The high cost of gas ... on our pocketbooks and our productivity

Soaring gas prices are a real pain. Not only on our personal finances ("can I afford this week's groceries AND a full tank of gas?"), but also on workplace morale. Not seeing the connection? The following article from G.Neil's HR Library sheds some light on the subject:

Most employers know about the impact of poor employee motivation, lacking of rewards or communication problems on employee morale and productivity. But have you factored in the price at the gas pump?

High gas prices are not only draining employees’ pocketbooks, but also their work productivity, according to Florida State University (FSU) researchers. In 2008, studies at FSU showed that the more employees must pay out at the gas pump, the more stressed they are at work, says Wayne Horchwarter, the Jim Moran Professor of Management at Florida State University’s College of Business.

Three years later, in an economy where job losses, underemployment and flat wages have hurt employee buying power even more, Dr. Horchwater's findings are even more significant. So what an employer to do?

Get creative with the high cost of employee commuting

The average commute time to work in this country is about 42 minutes. Double that to account for the trip home at the end of the day, and you have just under an hour and a half of non-productive employee time spent getting to and from work. And a lot of gas money.

For many employees, work means sitting in a an office or cubicle working on a computer monitor. So why all that driving? Habit. Tradition. Fear of loss of control. Maybe it's time to let those excuses go.

If your employees are suffering with the high cost of commuting, consider letting them work remotely two or three days a week. The savings in gas and auto wear-and-tear will feel like a raise to struggling employees. And your company will save on electricity, plus reap a reward in increase employee motivation and morale.

Flex your corporate muscles - and the schedule 

In some businesses, being in a certain place at a certain time is critical. But does everyone have to start and end during rush hour? Offering employees the option of starting and ending before or after rush hour could save them money at the pump. Less sitting in traffic means a shorter commute and better gas mileage - a double win for employees hungry for fatter wallets and more time with family and friends. And a win for your company as employee motivation and morale starts to rise. 

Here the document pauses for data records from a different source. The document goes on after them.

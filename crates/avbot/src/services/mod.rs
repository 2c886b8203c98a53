//! Built-in service types.

pub mod echo;
pub mod gitea;
pub mod invoice;
pub mod nlp;
pub mod ollama;
pub mod unifi_protect;
pub mod wekan;

use crate::error::RegistryError;
use crate::registry::RegistryBuilder;
use crate::service::Service;
use std::sync::Arc;
use std::time::Duration;

/// Timeout for outbound calls to third-party services.
pub const DEFAULT_HTTP_TIMEOUT: Duration = Duration::from_secs(120);

/// Outbound HTTP client shared by all service instances.
pub fn http_client(timeout: Duration) -> Result<reqwest::Client, reqwest::Error> {
    reqwest::Client::builder()
        .timeout(timeout)
        .connect_timeout(Duration::from_secs(10))
        .build()
}

/// Register every built-in service type.
///
/// State that outlives a single instance (model contexts, NLP sessions) is
/// created here and captured by the factories.
pub fn register_all(builder: &mut RegistryBuilder, http: reqwest::Client) -> Result<(), RegistryError> {
    builder.register(echo::SERVICE_TYPE, |meta| {
        Box::new(echo::EchoService::new(meta)) as Box<dyn Service>
    })?;

    builder.register(gitea::SERVICE_TYPE, |meta| {
        Box::new(gitea::GiteaService::new(meta)) as Box<dyn Service>
    })?;

    builder.register(wekan::SERVICE_TYPE, |meta| {
        Box::new(wekan::WekanService::new(meta)) as Box<dyn Service>
    })?;

    let client = http.clone();
    builder.register(invoice::SERVICE_TYPE, move |meta| {
        Box::new(invoice::InvoiceService::new(meta, client.clone())) as Box<dyn Service>
    })?;

    let client = http.clone();
    let sessions: nlp::NlpSessions = Arc::default();
    builder.register(nlp::SERVICE_TYPE, move |meta| {
        Box::new(nlp::NlpService::new(meta, client.clone(), sessions.clone())) as Box<dyn Service>
    })?;

    let client = http.clone();
    let contexts: ollama::OllamaContexts = Arc::default();
    builder.register(ollama::SERVICE_TYPE, move |meta| {
        Box::new(ollama::OllamaService::new(meta, client.clone(), contexts.clone()))
            as Box<dyn Service>
    })?;

    builder.register(unifi_protect::SERVICE_TYPE, move |meta| {
        Box::new(unifi_protect::UnifiProtectService::new(meta, http.clone())) as Box<dyn Service>
    })?;

    Ok(())
}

Pay salaries employees for work completed, not seats warmed   

If a salaried employee comes in and works 14 hours on Monday, and 14 hours on Tuesday, and 14 hours on Wednesday, and gets everything on their plate completed, why are you making them come in on Thursday and Friday? Stop looking at work as hours on the job, or days of the week, and consider letting exempt employees work on a project basis instead. Apple, Google, Microsoft and other leaders in thought and technology work this way, so why not your company? Employees who are allowed to work on projects rather than hours report higher company loyalty, higher levels of employee motivation, and higher levels of productivity. And that doesn't even take into account the day or two a week of savings on gas and tolls.

If employee motivation matters, show it 

When real buying power is dropping - and employee motivation and productivity is falling with it - employers need to address the problem. And when raises and bonuses aren't on the table, make sure something creative takes their place. Your business could depend on it.